Gabinete Paralelo chega à CPI da Pandemia

A Comissão Parlamentar de Inquérito (CPI) da Pandemia no Senado Federal agendou para esta terça-feira (22) e quinta-feira (24), respectivamente, os depoimentos do deputado federal Osmar Terra (MDB/RS) e do assessor internacional da Presidência da República, Filipe Martins. Terra, aliado do presidente Jair Bolsonaro (sem partido), é visto pelos senadores independentes e de oposição como um dos principais membros e organizadores do suposto “Gabinete Paralelo” ao Ministério da Saúde e que teria aconselhado a presidência durante a pandemia.

Além disso, o ex-ministro da Cidadania defendeu diversas vezes nesse período o tratamento precoce e outras medidas sem comprovação científica. Filipe Martins, figura próxima a Jair Bolsonaro e ao ex-chanceler Ernesto Araújo, também é apontado como membro do “Gabinete Paralelo”, e participou de tratativas com a farmacêutica Pfizer sobre a aquisição de vacinas em 2020. Segundo parlamentares, isso também comprovaria a existência desse aconselhamento.
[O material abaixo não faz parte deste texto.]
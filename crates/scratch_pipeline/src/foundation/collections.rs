//! Specialized collection types

pub use slotmap::{new_key_type, SlotMap};

new_key_type! {
    /// Handle to a material registered in a [`MaterialLibrary`](crate::render::MaterialLibrary)
    pub struct MaterialHandle;

    /// Handle to a persistent GPU buffer owned by a backend
    pub struct BufferHandle;

    /// Handle to a GPU surface backing a temporary render target
    pub struct SurfaceHandle;
}

/// Free list for object pooling
///
/// Items are returned with [`FreeList::release`] and handed out again by
/// [`FreeList::acquire`] before any new item is constructed.
#[derive(Debug)]
pub struct FreeList<T> {
    items: Vec<T>,
}

impl<T> FreeList<T> {
    /// Create a new free list
    pub fn new() -> Self {
        Self { items: Vec::new() }
    }

    /// Take a pooled item, or build one with `create` if the pool is empty
    pub fn acquire(&mut self, create: impl FnOnce() -> T) -> T {
        self.items.pop().unwrap_or_else(create)
    }

    /// Return an item to the pool
    pub fn release(&mut self, item: T) {
        self.items.push(item);
    }

    /// Number of pooled items ready for reuse
    pub fn len(&self) -> usize {
        self.items.len()
    }

    /// Check if the pool is empty
    pub fn is_empty(&self) -> bool {
        self.items.is_empty()
    }
}

impl<T> Default for FreeList<T> {
    fn default() -> Self {
        Self::new()
    }
}

#[cfg(test)]
mod tests {
    use super::*;

    #[test]
    fn test_free_list_reuses_released_items() {
        let mut list = FreeList::new();
        let first = list.acquire(|| vec![1u8; 4]);
        list.release(first);
        assert_eq!(list.len(), 1);

        let reused = list.acquire(Vec::new);
        assert_eq!(reused.len(), 4);
        assert!(list.is_empty());
    }
}
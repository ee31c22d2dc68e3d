//! # Light Packing
//!
//! Visible lights are serialized into a fixed-capacity GPU buffer of
//! [`PackedLight`] entries, two `float4`s each:
//!
//! | kind        | slot 0 xyz          | slot 0 w   | slot 1      |
//! |-------------|---------------------|------------|-------------|
//! | directional | world direction     | `-1`       | final color |
//! | point       | world position      | range      | final color |
//!
//! Spot and area lights have no encoding and are skipped without taking a
//! slot. Writes are compacted, so `_LightCount` is always the number of
//! entries actually written and the packed entries are contiguous.
//!
//! At most `capacity` entries are written. Packable lights past that point
//! are dropped.

// The Pod/Zeroable derives expand to unsafe impls
#![allow(unsafe_code)]

use bytemuck::{Pod, Zeroable};

use crate::foundation::collections::BufferHandle;
use crate::foundation::math::{Vec4, LOCAL_BACK};
use crate::render::backend::RenderBackend;
use crate::render::context::RenderContext;
use crate::render::properties::BuiltinProperties;
use crate::render::visibility::{CullResults, VisibleLight};
use crate::render::{RenderError, RenderResult};
use crate::scene::LightType;

/// Light buffer capacity used by the built-in pipelines
pub const MAX_VISIBLE_LIGHTS: usize = 64;

/// Value stored in slot 0 w to mark a directional light
pub const DIRECTIONAL_LIGHT_SENTINEL: f32 = -1.0;

/// GPU layout of one packed light
#[repr(C)]
#[derive(Debug, Clone, Copy, Default, PartialEq, Pod, Zeroable)]
pub struct PackedLight {
    /// Direction or position in xyz, sentinel or range in w
    pub position_or_direction: [f32; 4],
    /// Final color
    pub color: [f32; 4],
}

impl PackedLight {
    /// Size of one entry in bytes
    pub const STRIDE: usize = std::mem::size_of::<Self>();

    /// Pack a visible light, or `None` for kinds with no encoding
    pub fn from_visible(light: &VisibleLight) -> Option<Self> {
        let slot0 = match light.light_type {
            LightType::Directional => {
                let direction = light.local_to_world.transform_vector(&LOCAL_BACK);
                Vec4::new(direction.x, direction.y, direction.z, DIRECTIONAL_LIGHT_SENTINEL)
            }
            LightType::Point => {
                let position = light.local_to_world.column(3);
                Vec4::new(position[0], position[1], position[2], light.range)
            }
            LightType::Spot | LightType::Area => return None,
        };
        Some(Self {
            position_or_direction: [slot0.x, slot0.y, slot0.z, slot0.w],
            color: light.final_color.to_array(),
        })
    }

    /// Check the directional sentinel
    pub fn is_directional(&self) -> bool {
        self.position_or_direction[3] == DIRECTIONAL_LIGHT_SENTINEL
    }
}

/// Packs visible lights into reusable CPU-side storage
#[derive(Debug)]
pub struct LightPacker {
    capacity: usize,
    entries: Vec<PackedLight>,
}

impl LightPacker {
    /// Create a packer for at most `capacity` lights
    pub fn new(capacity: usize) -> Self {
        Self {
            capacity,
            entries: Vec::with_capacity(capacity),
        }
    }

    /// Maximum number of packed entries
    pub fn capacity(&self) -> usize {
        self.capacity
    }

    /// Pack `lights` in order, returning the number of entries written
    pub fn pack(&mut self, lights: &[VisibleLight]) -> usize {
        self.entries.clear();

        let mut dropped = 0;
        for light in lights {
            let Some(packed) = PackedLight::from_visible(light) else {
                log::trace!(
                    "Skipping {:?} light {} with no packed encoding",
                    light.light_type,
                    light.source_index
                );
                continue;
            };
            if self.entries.len() == self.capacity {
                dropped += 1;
                continue;
            }
            self.entries.push(packed);
        }

        if dropped > 0 {
            log::debug!(
                "Light buffer capacity {} reached, dropping {} packable lights",
                self.capacity,
                dropped
            );
        }
        self.entries.len()
    }

    /// Entries written by the last [`LightPacker::pack`]
    pub fn entries(&self) -> &[PackedLight] {
        &self.entries
    }

    /// Number of entries written by the last [`LightPacker::pack`]
    pub fn count(&self) -> usize {
        self.entries.len()
    }

    /// Packed entries as raw bytes
    pub fn as_bytes(&self) -> &[u8] {
        bytemuck::cast_slice(&self.entries)
    }
}

/// Persistent light buffer owned by a pipeline
///
/// Created once with the pipeline and released once when it is disposed.
#[derive(Debug)]
pub struct LightBuffer {
    handle: Option<BufferHandle>,
    packer: LightPacker,
}

impl LightBuffer {
    /// Allocate a GPU buffer for `capacity` packed lights
    pub fn create(backend: &mut dyn RenderBackend, capacity: usize) -> RenderResult<Self> {
        let handle = backend
            .create_buffer("_LightBuffer", capacity, PackedLight::STRIDE)
            .map_err(|e| {
                RenderError::ResourceCreationFailed(format!("light buffer ({} lights): {}", capacity, e))
            })?;
        log::debug!(
            "Created light buffer for {} lights ({} bytes)",
            capacity,
            capacity * PackedLight::STRIDE
        );
        Ok(Self {
            handle: Some(handle),
            packer: LightPacker::new(capacity),
        })
    }

    /// Buffer handle, while the buffer is alive
    pub fn handle(&self) -> Option<BufferHandle> {
        self.handle
    }

    /// Capacity in lights
    pub fn capacity(&self) -> usize {
        self.packer.capacity()
    }

    /// Last packed entries
    pub fn entries(&self) -> &[PackedLight] {
        self.packer.entries()
    }

    /// Pack `lights` and write them to the GPU buffer
    pub fn upload(&mut self, ctx: &mut RenderContext<'_>, lights: &[VisibleLight]) -> RenderResult<usize> {
        let handle = self.handle.ok_or_else(|| {
            RenderError::ResourceCreationFailed("light buffer used after release".to_string())
        })?;
        let count = self.packer.pack(lights);
        ctx.write_light_buffer(handle, self.packer.as_bytes())?;
        Ok(count)
    }

    /// Destroy the GPU buffer. Returns `false` if it was already released.
    pub fn release(&mut self, backend: &mut dyn RenderBackend) -> bool {
        let Some(handle) = self.handle.take() else {
            return false;
        };
        if let Err(e) = backend.destroy_buffer(handle) {
            log::warn!("Failed to destroy light buffer: {}", e);
        }
        true
    }
}

/// Record the "Set-up Light Buffer" pass: pack visible lights, upload them,
/// and publish `_LightBuffer` / `_LightCount`. Returns the packed count.
pub fn setup_light_buffer(
    ctx: &mut RenderContext<'_>,
    light_buffer: &mut LightBuffer,
    cull: &CullResults,
) -> RenderResult<usize> {
    let count = light_buffer.upload(ctx, &cull.visible_lights)?;
    let handle = light_buffer.handle().ok_or_else(|| {
        RenderError::ResourceCreationFailed("light buffer used after release".to_string())
    })?;
    let properties = BuiltinProperties::get();
    let light_count = i32::try_from(count).unwrap_or(i32::MAX);

    ctx.record("Set-up Light Buffer", |cmd| {
        cmd.set_global_buffer(properties.light_buffer, handle);
        cmd.set_global_int(properties.light_count, light_count);
    })?;
    Ok(count)
}

#[cfg(test)]
mod tests {
    use super::*;
    use crate::foundation::math::{Color, Mat4, Vec3};
    use crate::scene::Light;
    use approx::assert_relative_eq;

    fn visible(light: &Light, source_index: usize) -> VisibleLight {
        VisibleLight {
            light_type: light.light_type,
            local_to_world: light.local_to_world(),
            range: light.range,
            final_color: light.final_color(),
            source_index,
        }
    }

    #[test]
    fn test_directional_and_point_scenario() {
        let lights = [
            visible(&Light::directional(Vec3::new(0.0, 0.0, -1.0), Color::WHITE, 1.0), 0),
            visible(&Light::point(Vec3::new(1.0, 2.0, 3.0), Color::RED, 1.0, 10.0), 1),
        ];
        let mut packer = LightPacker::new(MAX_VISIBLE_LIGHTS);

        assert_eq!(packer.pack(&lights), 2);
        let entries = packer.entries();
        assert_relative_eq!(
            Vec4::from(entries[0].position_or_direction),
            Vec4::new(0.0, 0.0, -1.0, -1.0),
            epsilon = 1e-6
        );
        assert_eq!(entries[0].color, [1.0, 1.0, 1.0, 1.0]);
        assert_eq!(entries[1].position_or_direction, [1.0, 2.0, 3.0, 10.0]);
        assert_eq!(entries[1].color, [1.0, 0.0, 0.0, 1.0]);
    }

    #[test]
    fn test_sentinel_identifies_kind() {
        let lights: Vec<_> = (0..10)
            .map(|i| {
                let light = if i % 3 == 0 {
                    Light::directional(Vec3::new(0.0, -1.0, 0.0), Color::WHITE, 1.0)
                } else {
                    Light::point(Vec3::new(i as f32, 0.0, 0.0), Color::WHITE, 1.0, 5.0)
                };
                visible(&light, i)
            })
            .collect();
        let mut packer = LightPacker::new(MAX_VISIBLE_LIGHTS);

        assert_eq!(packer.pack(&lights), lights.len());
        for (light, entry) in lights.iter().zip(packer.entries()) {
            assert_eq!(entry.is_directional(), light.light_type == LightType::Directional);
        }
    }

    #[test]
    fn test_overflow_keeps_first_capacity_lights() {
        let lights: Vec<_> = (0..MAX_VISIBLE_LIGHTS + 10)
            .map(|i| visible(&Light::point(Vec3::new(i as f32, 0.0, 0.0), Color::WHITE, 1.0, 1.0), i))
            .collect();
        let mut packer = LightPacker::new(MAX_VISIBLE_LIGHTS);

        assert_eq!(packer.pack(&lights), MAX_VISIBLE_LIGHTS);
        for (i, entry) in packer.entries().iter().enumerate() {
            assert_eq!(entry.position_or_direction[0], i as f32);
        }
    }

    #[test]
    fn test_unsupported_kinds_are_compacted_out() {
        let lights = [
            visible(&Light::spot(Vec3::zeros(), Vec3::new(0.0, -1.0, 0.0), Color::WHITE, 1.0, 4.0), 0),
            visible(&Light::point(Vec3::new(4.0, 0.0, 0.0), Color::RED, 1.0, 2.0), 1),
            visible(&Light::area(Vec3::zeros(), Color::WHITE, 1.0, 4.0), 2),
            visible(&Light::point(Vec3::new(5.0, 0.0, 0.0), Color::WHITE, 1.0, 3.0), 3),
        ];
        let mut packer = LightPacker::new(MAX_VISIBLE_LIGHTS);

        assert_eq!(packer.pack(&lights), 2);
        assert_eq!(packer.entries()[0].position_or_direction, [4.0, 0.0, 0.0, 2.0]);
        assert_eq!(packer.entries()[1].position_or_direction, [5.0, 0.0, 0.0, 3.0]);
        assert_eq!(packer.as_bytes().len(), 2 * PackedLight::STRIDE);
    }

    #[test]
    fn test_unsupported_kinds_do_not_use_capacity() {
        let spot = Light::spot(Vec3::zeros(), Vec3::new(0.0, -1.0, 0.0), Color::WHITE, 1.0, 4.0);
        let mut lights: Vec<_> = (0..5).map(|i| visible(&spot, i)).collect();
        lights.extend((0..60).map(|i| {
            visible(&Light::point(Vec3::new(i as f32, 0.0, 0.0), Color::WHITE, 1.0, 1.0), 5 + i)
        }));
        let mut packer = LightPacker::new(MAX_VISIBLE_LIGHTS);

        assert_eq!(packer.pack(&lights), 60);
        assert_eq!(packer.entries()[59].position_or_direction[0], 59.0);
    }

    #[test]
    fn test_overflow_after_unsupported_kinds_fills_capacity() {
        let mut packer = LightPacker::new(4);
        let area = visible(&Light::area(Vec3::zeros(), Color::WHITE, 1.0, 4.0), 0);
        let mut lights = vec![area.clone(), area];
        lights.extend((0..6).map(|i| {
            visible(&Light::point(Vec3::new(i as f32, 0.0, 0.0), Color::WHITE, 1.0, 1.0), 2 + i)
        }));

        assert_eq!(packer.pack(&lights), 4);
        let xs: Vec<f32> = packer.entries().iter().map(|e| e.position_or_direction[0]).collect();
        assert_eq!(xs, [0.0, 1.0, 2.0, 3.0]);
    }

    #[test]
    fn test_repack_forgets_previous_frame() {
        let mut packer = LightPacker::new(4);
        let point = visible(&Light::point(Vec3::zeros(), Color::WHITE, 1.0, 1.0), 0);
        packer.pack(&[point.clone(), point]);
        assert_eq!(packer.pack(&[]), 0);
        assert!(packer.entries().is_empty());
    }

    #[test]
    fn test_stride_is_two_float4() {
        assert_eq!(PackedLight::STRIDE, 32);
    }

    #[test]
    fn test_point_position_comes_from_translation() {
        let light = VisibleLight {
            light_type: LightType::Point,
            local_to_world: Mat4::new_translation(&Vec3::new(-2.0, 0.5, 7.0)),
            range: 6.0,
            final_color: Color::WHITE,
            source_index: 0,
        };
        let packed = PackedLight::from_visible(&light).unwrap();
        assert_eq!(packed.position_or_direction, [-2.0, 0.5, 7.0, 6.0]);
    }
}
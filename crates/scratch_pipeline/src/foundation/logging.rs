//! Logging utilities and structured logging support

pub use log::{debug, error, info, trace, warn};

/// Initialize the logging system from `RUST_LOG`
pub fn init() {
    env_logger::init();
}

/// Initialize logging with a default filter, still overridable by `RUST_LOG`.
///
/// Returns `false` if a logger was already installed.
pub fn init_with_level(level: &str) -> bool {
    env_logger::Builder::from_env(env_logger::Env::default().default_filter_or(level))
        .try_init()
        .is_ok()
}
//! Renderable object representation for the scene
//!
//! A renderable is a world transform, a local bounding sphere and a
//! material. The material decides which render queue the object lives in and
//! which shader passes can draw it.

use crate::foundation::collections::MaterialHandle;
use crate::foundation::math::Transform;
use crate::scene::scene_graph::BoundingSphere;

/// Renderable scene object
#[derive(Debug, Clone)]
pub struct RenderObject {
    /// Object name
    pub name: String,

    /// World transform
    pub transform: Transform,

    /// Bounds in local space
    pub local_bounds: BoundingSphere,

    /// Material to use for rendering
    pub material: MaterialHandle,

    /// Whether this object is visible
    pub visible: bool,
}

impl RenderObject {
    /// Create a new visible renderable object
    pub fn new(
        name: impl Into<String>,
        transform: Transform,
        local_bounds: BoundingSphere,
        material: MaterialHandle,
    ) -> Self {
        Self {
            name: name.into(),
            transform,
            local_bounds,
            material,
            visible: true,
        }
    }

    /// Bounds in world space
    pub fn world_bounds(&self) -> BoundingSphere {
        self.local_bounds
            .transformed(&self.transform.to_matrix(), self.transform.max_scale())
    }

    /// Check if this object should be considered for rendering
    pub fn should_render(&self) -> bool {
        self.visible
    }
}

#[cfg(test)]
mod tests {
    use super::*;
    use crate::foundation::math::Vec3;

    #[test]
    fn test_world_bounds_follow_transform() {
        let mut transform = Transform::from_position(Vec3::new(0.0, 0.0, -5.0));
        transform.scale = Vec3::new(1.0, 3.0, 1.0);
        let object = RenderObject::new(
            "pillar",
            transform,
            BoundingSphere::new(Vec3::zeros(), 0.5),
            MaterialHandle::default(),
        );
        let bounds = object.world_bounds();
        assert_eq!(bounds.center, Vec3::new(0.0, 0.0, -5.0));
        assert_eq!(bounds.radius, 1.5);
        assert!(object.should_render());
    }
}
Simultaneamente, a CPI tem recebido decisões divergentes do Supremo Tribunal Federal (STF) sobre convocações e pedidos de quebra de sigilo. Juízes da Corte possuem entendimentos diferentes para casos similares, como sobre a autorização da quebra do sigilos de membros do Ministério da Saúde, nas quais algumas decisões reafirmaram a quebra e outras derrubaram.

Os próximos depoimentos reforçam o novo foco narrativo no “Gabinete Paralelo” do grupo de parlamentares independentes e oposicionistas com relação ao Governo Federal. É provável que a CPI siga buscando depoimentos e provas que reforcem a existência desse núcleo e seu papel na piora da crise de saúde no país. É possível que os senadores encontrem mais resistência e dificuldade para obter novas informações no depoimento de Osmar Terra, considerando que o deputado possui experiência política prévia, mas sua proximidade ao Presidente deve ser um dos focos dos questionamentos.

Com relação a Martins, as perguntas devem retomar o tema da vacinação, mas sua participação no processo de aquisição de imunizantes não foi tão significativa quanto de outras figuras já ouvidas na Comissão. Apesar do foco em autoridades próximas ao Palácio do Planalto nos próximos depoimentos, é esperado que a CPI mantenha uma agenda dividida entre a atuação do Governo Federal e a de governos estaduais nas próximas semanas. Nesse cenário, o STF tem tomado decisões que favorecem os governadores até o momento, mas a análise depende do caso concreto e pode variar de acordo com a autoridade a ser ouvida e o juiz sorteado.

Outro fator que deve ser levado em conta para o trabalho da CPI é a diminuição de sua visibilidade na mídia e para a população. Os trabalhos da Comissão possuem um aspecto político muito relevante, e os senadores devem seguir buscando maximizar o impacto de depoimentos e informações reveladas de modo a recuperar o foco da atenção dentro do mundo político.